Suspendre un service pour qu’il ne tombe pas entre de mauvaises mains, c’est ce que Google a décidé de faire à son tour pour aider à protéger les ukrainiens. Au préalable, des spécialistes en Open Source Intelligence (OSINT) ont témoigné que grâce à l’application Google Maps, il est en effet facile de détecter la position de troupes armées ou de grands mouvements des citoyens. Alertée, Alphabet, la société mère de Google, a alors décidé de désactiver temporairement les données de trafic en temps réel en Ukraine sur Maps, pour ne pas prendre le risque d’avantager l’ennemi.
En soutien à l’Ukraine, des réseaux sociaux comme Facebook et Twitter ont limité leur accès sur le territoire russe, afin de censurer les éventuels contenus pro-russes. Facebook et Google ont également empêché la monétisation de certains médias. En plus de ces mesures, Google s’engage à nouveau du côté de l’Ukraine, où bombardements et coups de feu menacent à tout moment, civils et soldats.

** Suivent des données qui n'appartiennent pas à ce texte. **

use std::collections::HashMap;
use std::fs;
use std::io;
use std::path::Path;

use transpile_repl::env::Environment;
use transpile_repl::io_adapters::Captured;
use transpile_repl::script::{Context, Engine, Value};
use transpile_repl::{
    Clipboard, CompileError, Completion, CompilerOptions, EvalError, Interpreter, MemWriter,
    OptionValue, RuntimeErrorKind, Transpiler,
};

struct FakeClipboard(Option<&'static str>);

impl Clipboard for FakeClipboard {
    fn read(&self) -> io::Result<String> {
        self.0
            .map(str::to_string)
            .ok_or_else(|| io::Error::new(io::ErrorKind::NotFound, "no clipboard utility found on PATH"))
    }
}

struct Session {
    interp: Interpreter,
    ctx: Context,
    out: Captured,
    err: Captured,
    printed: Captured,
}

impl Session {
    fn new() -> Self {
        Self::with(|interp| interp)
    }

    fn with(configure: impl FnOnce(Interpreter) -> Interpreter) -> Self {
        let (out, out_handle) = MemWriter::with_handle();
        let (err, err_handle) = MemWriter::with_handle();
        let (console, printed) = MemWriter::with_handle();
        let interp = Interpreter::default()
            .with_console(out, err)
            .with_clipboard(FakeClipboard(Some("var pasted = 6 * 7\npasted")))
            .with_engine(Engine::with_call_depth(16));
        Self {
            interp: configure(interp),
            ctx: Context::with_console(Box::new(console)),
            out: out_handle,
            err: err_handle,
            printed,
        }
    }

    fn eval(&mut self, line: &str) -> Completion {
        self.interp.evaluate(line, &mut self.ctx, "repl")
    }

    fn value(&mut self, line: &str) -> Value {
        match self.eval(line) {
            Completion::Done(Ok(value)) => value,
            other => panic!("{line:?} did not produce a value: {other:?}"),
        }
    }
}

fn temp_env(dir: &Path) -> Environment {
    Environment {
        vars: HashMap::new(),
        current_dir: dir.to_path_buf(),
    }
}

#[test]
fn one_plus_one() {
    let mut s = Session::new();
    assert_eq!(s.eval("1+1"), Completion::Done(Ok(2.0.into())));
}

#[test]
fn bindings_persist_between_lines() {
    let mut s = Session::new();
    s.value("let greeting = 'hello'");
    s.value("const shout = s => s + '!'");
    assert_eq!(s.value("shout(greeting)"), "hello!".into());
    assert_eq!(s.value("`${greeting} world`"), "hello world".into());
}

#[test]
fn opts_never_executes() {
    let mut s = Session::new();
    assert_eq!(s.eval(":opts"), Completion::undefined());
    assert_eq!(s.out.contents(), format!("{}\n", CompilerOptions::default()));
    assert_eq!(s.ctx.binding_names(), vec!["pow", "print"]);
}

#[test]
fn set_options_updates_and_dumps() {
    let mut s = Session::new();
    s.eval(":opts +generators -classes");
    let opts = s.interp.options();
    assert_eq!(opts.get("generators"), Some(&OptionValue::Bool(true)));
    assert_eq!(opts.get("classes"), Some(&OptionValue::Bool(false)));
    for (name, value) in CompilerOptions::default().iter() {
        if name != "classes" {
            assert_eq!(opts.get(name), Some(value));
        }
    }
    let dump = s.out.contents();
    assert!(dump.contains("  generators: true,\n"));
    assert!(dump.contains("  classes: false,\n"));
    assert!(dump.ends_with("}\n"));
}

#[test]
fn later_token_wins() {
    let mut s = Session::new();
    s.eval(":opts +arrowFunctions -arrowFunctions");
    assert!(!s.interp.options().flag("arrowFunctions"));
}

#[test]
fn mistyped_value_is_ignored() {
    let mut s = Session::new();
    s.eval(":opts classes=notaboolean");
    assert_eq!(s.interp.options().get("classes"), Some(&OptionValue::Bool(true)));
}

#[test]
fn transpile_prints_and_binds_nothing() {
    let mut s = Session::new();
    assert_eq!(s.eval(":t let x = 1"), Completion::undefined());
    assert_eq!(s.out.contents(), "\"use strict\";\nvar x = 1;\n");
    assert!(s.ctx.binding("x").is_none());
}

#[test]
fn compile_error_leaves_context_alone() {
    let mut s = Session::new();
    let before = s.ctx.binding_names();
    assert!(matches!(
        s.eval("function("),
        Completion::Done(Err(EvalError::Compile(_)))
    ));
    assert_eq!(s.ctx.binding_names(), before);
}

#[test]
fn missing_tfile_reports_and_stops() {
    let dir = tempfile::tempdir().unwrap();
    let mut s = Session::with(|interp| interp.with_environment(temp_env(dir.path())));
    assert_eq!(s.eval(":tfile ./missing.js"), Completion::undefined());
    assert_eq!(s.out.contents(), "");
    assert!(s.err.contents().starts_with("cannot read '"));
    assert!(s.err.contents().contains("missing.js"));
}

#[test]
fn tfile_resolves_against_session_directory() {
    let dir = tempfile::tempdir().unwrap();
    fs::write(dir.path().join("sq.js"), "const sq = x => x * x;\n").unwrap();
    let mut s = Session::with(|interp| interp.with_environment(temp_env(dir.path())));
    assert_eq!(s.eval(":tfile  sq.js  "), Completion::undefined());
    assert_eq!(
        s.out.contents(),
        "\"use strict\";\nvar sq = function (x) {\n  return x * x;\n};\n"
    );
    assert!(s.ctx.binding("sq").is_none());
}

#[test]
fn paste_echoes_and_runs() {
    let mut s = Session::new();
    assert_eq!(s.value(":paste"), 42.0.into());
    assert_eq!(s.out.contents(), "<<<\n...var pasted = 6 * 7\n...pasted\n>>>\n");
    assert_eq!(s.ctx.binding("pasted"), Some(42.0.into()));
}

#[test]
fn unreadable_clipboard_is_reported() {
    let mut s = Session::with(|interp| interp.with_clipboard(FakeClipboard(None)));
    assert_eq!(s.eval(":tpaste"), Completion::undefined());
    assert_eq!(s.out.contents(), "");
    assert_eq!(
        s.err.contents(),
        "cannot read clipboard: no clipboard utility found on PATH\n"
    );
}

#[test]
fn exponentiation_follows_options() {
    let mut s = Session::new();
    assert!(matches!(s.eval("2 ** 10"), Completion::Done(Err(EvalError::Compile(_)))));
    s.eval(":opts +exponentiation");
    assert_eq!(s.value("2 ** 10"), 1024.0.into());
}

#[test]
fn exponentiation_survives_user_pow() {
    let mut s = Session::new();
    s.eval(":opts +exponentiation");
    s.value("var pow = 0");
    assert_eq!(s.value("2 ** 3"), 8.0.into());
    assert_eq!(s.value("pow"), 0.0.into());
}

#[test]
fn very_long_expression_is_a_compile_error() {
    let mut s = Session::new();
    let line = format!("{}1", "1+".repeat(5000));
    assert!(matches!(s.eval(&line), Completion::Done(Err(EvalError::Compile(_)))));
    let calls = format!("print{}", "()".repeat(5000));
    assert!(matches!(s.eval(&calls), Completion::Done(Err(EvalError::Compile(_)))));
}

#[test]
fn deeply_nested_arrows_fail_to_compile_not_to_validate() {
    let mut s = Session::new();
    for n in [10, 45, 60, 90] {
        let line = format!("{}1", "x => ".repeat(n));
        let done = s.eval(&line);
        assert!(
            !matches!(done, Completion::Done(Err(EvalError::Syntax(_)))),
            "{n} arrows: {done:?}"
        );
    }
    assert!(matches!(
        s.eval(&format!("{}1", "x => ".repeat(60))),
        Completion::Done(Err(EvalError::Compile(_)))
    ));
}

#[test]
fn self_containing_array_stringifies() {
    let mut s = Session::new();
    s.value("var a = []; a[0] = a");
    assert_eq!(s.value("a + ''"), "".into());
    s.value("print(a)");
    assert_eq!(s.printed.contents(), "\n");
    assert_eq!(s.value("a").inspect(), "[ [ [ [Array] ] ] ]");
}

#[test]
fn hex_escapes_in_strings() {
    let mut s = Session::new();
    assert_eq!(s.value("'\\x41'"), "A".into());
    assert!(matches!(s.eval("'\\x4'"), Completion::Done(Err(EvalError::Compile(_)))));
}

#[test]
fn prefix_keys_expand() {
    let mut s = Session::new();
    s.eval(":opts -template");
    assert!(!s.interp.options().flag("templateLiterals"));
    assert!(matches!(s.eval("`x`"), Completion::Done(Err(EvalError::Compile(_)))));
}

#[test]
fn runtime_errors_are_results_by_default() {
    let mut s = Session::new();
    match s.eval("nothing.here") {
        Completion::Done(Err(EvalError::Runtime(e))) => {
            assert_eq!(e.kind, RuntimeErrorKind::Reference)
        }
        other => panic!("unexpected {other:?}"),
    }
}

#[test]
fn supervised_runtime_errors_escalate() {
    let mut s = Session::with(Interpreter::supervise);
    s.value("var kept = 1");
    assert!(matches!(s.eval("throw 'boom'"), Completion::Escalated(e) if e.message == "'boom'"));
    assert!(matches!(
        s.eval("function("),
        Completion::Done(Err(EvalError::Compile(_)))
    ));
}

#[test]
fn recursion_is_bounded() {
    let mut s = Session::new();
    s.value("function down(n) { return down(n + 1); }");
    match s.eval("down(0)") {
        Completion::Done(Err(EvalError::Runtime(e))) => assert_eq!(e.kind, RuntimeErrorKind::Range),
        other => panic!("unexpected {other:?}"),
    }
}

#[test]
fn print_goes_to_context_console() {
    let mut s = Session::new();
    s.value("print(`total: ${[1, 2, 3].length}`)");
    assert_eq!(s.printed.contents(), "total: 3\n");
    assert_eq!(s.out.contents(), "");
}

#[test]
fn syntax_error_carries_label() {
    struct Passthrough;
    impl Transpiler for Passthrough {
        fn compile(&self, source: &str, _: &CompilerOptions) -> Result<String, CompileError> {
            Ok(source.to_string())
        }
    }
    let mut s = Session::with(|interp| interp.with_compiler(Passthrough));
    match s.interp.evaluate("let y = 2", &mut s.ctx, "scratch.js") {
        Completion::Done(Err(EvalError::Syntax(e))) => {
            assert_eq!(e.label, "scratch.js");
            assert_eq!((e.line, e.column), (1, 1));
        }
        other => panic!("unexpected {other:?}"),
    }
}

#[test]
fn sessions_do_not_share_options() {
    let mut a = Session::new();
    let b = Session::new();
    a.eval(":opts +exponentiation");
    assert!(a.interp.options().flag("exponentiation"));
    assert!(!b.interp.options().flag("exponentiation"));
}

#[test]
fn help_lists_commands() {
    let mut s = Session::new();
    s.eval(":help");
    let text = s.out.contents();
    assert!(text.contains("Available commands:\n"));
    for synopsis in [":help", ":opts", ":paste", ":t <code>", ":tfile <path>", ":tpaste"] {
        assert!(text.contains(&format!("  {synopsis}")), "missing {synopsis}");
    }
}
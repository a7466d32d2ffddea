use std::collections::HashMap;
use std::env as stdenv;
use std::path::{Path, PathBuf};

/// Session-level view of the process environment.
///
/// `vars` supplies the `PATH` searched for clipboard utilities and
/// `current_dir` is where `:tfile` paths are resolved from.
#[derive(Debug, Clone)]
pub struct Environment {
    pub vars: HashMap<String, String>,
    pub current_dir: PathBuf,
}

impl Environment {
    /// Capture the current process state.
    pub fn new() -> Self {
        let vars = stdenv::vars().collect();
        let current_dir = stdenv::current_dir().unwrap_or_else(|_| PathBuf::from("."));
        Self { vars, current_dir }
    }

    /// Get the value of a variable, falling back to the process environment.
    pub fn get_var(&self, key: &str) -> Option<String> {
        self.vars
            .get(key)
            .cloned()
            .or_else(|| stdenv::var(key).ok())
    }

    pub fn set_var(&mut self, key: impl Into<String>, val: impl Into<String>) {
        self.vars.insert(key.into(), val.into());
    }

    /// Resolves `path` against the session working directory.
    pub fn resolve(&self, path: impl AsRef<Path>) -> PathBuf {
        self.current_dir.join(path)
    }
}

impl Default for Environment {
    fn default() -> Self {
        Self::new()
    }
}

Google Maps utilise en effet des données de localisation anonymes, recueillies chez les utilisateurs de smartphones Android ou iOS. En plus de la géolocalisation, l’application peut ainsi indiquer beaucoup d’autres informations basiques comme : le trafic routier, le taux de fréquentation d’une rue, d’un parc, d’un magasin ou de transports en commun. Telle une macabre partie d’échecs, ces données pourraient devenir très dangereuses entre les mains des Russes, car les mouvements de riposte des Ukrainiens pourraient être anticipés. Les attroupements de civils, des cibles potentielles, seraient également facilement détectés.
Après concertation avec les autorités locales, Alphabet a alors pris la décision de désactiver momentanément ces données, afin de protéger les ukrainiens d’un éventuel traçage par l’armée russe, qui, rappelons-le, possède aussi un groupe de pirates informatiques. L’entreprise a notamment confirmé cette décision dimanche dernier. Le service de cartographie via Google Maps serait d’ailleurs actuellement déjà annexé par l’armée de Poutine, selon Phonandroid.
Un danger invisible
Habituellement, les applications cartographiques servent à améliorer le quotidien des utilisateurs, en les guidant à travers les routes. Cependant, elles peuvent fournir des informations aussi inattendues que potentiellement dangereuses. D’après Futurism par exemple, l’application de fitness Strava avait déjà accidentellement (et plusieurs fois) révélé l’emplacement de bases militaires secrètes américaines. Cela a été possible juste en retraçant les activités le long des murs de la base, via les smartphones des soldats.
Plus récemment en Ukraine, Jerry Lewis, un expert en OSINT et professeur d’anti-prolifération nucléaire au Middlebury College, a pu voir les premiers signes de déploiement militaire russe. Jeudi dernier, alors qu’il examinait avec Google Maps les embouteillages à la frontière ukrainienne, il a détecté l’avancée des troupes de Poutine. « Je pense que nous avons été les premiers à voir l’invasion, et nous l’avons vu dans une application de trafic accessible au public », déclare Lewis.
Ce professeur ukrainien tenait alors à souligner le danger que cela pourrait représenter. « Je pense que les grandes entreprises de données ne veulent souvent pas voir à quel point leurs données peuvent être utiles », explique-t-il. « Je veux dire, c’est bien quand on le fait innocemment, non ? Mais c’est peut-être moins bien si les Russes sont capables de faire quelque chose de similaire pour, vous savez, repérer une offensive des Ukrainiens par exemple », avertit-il.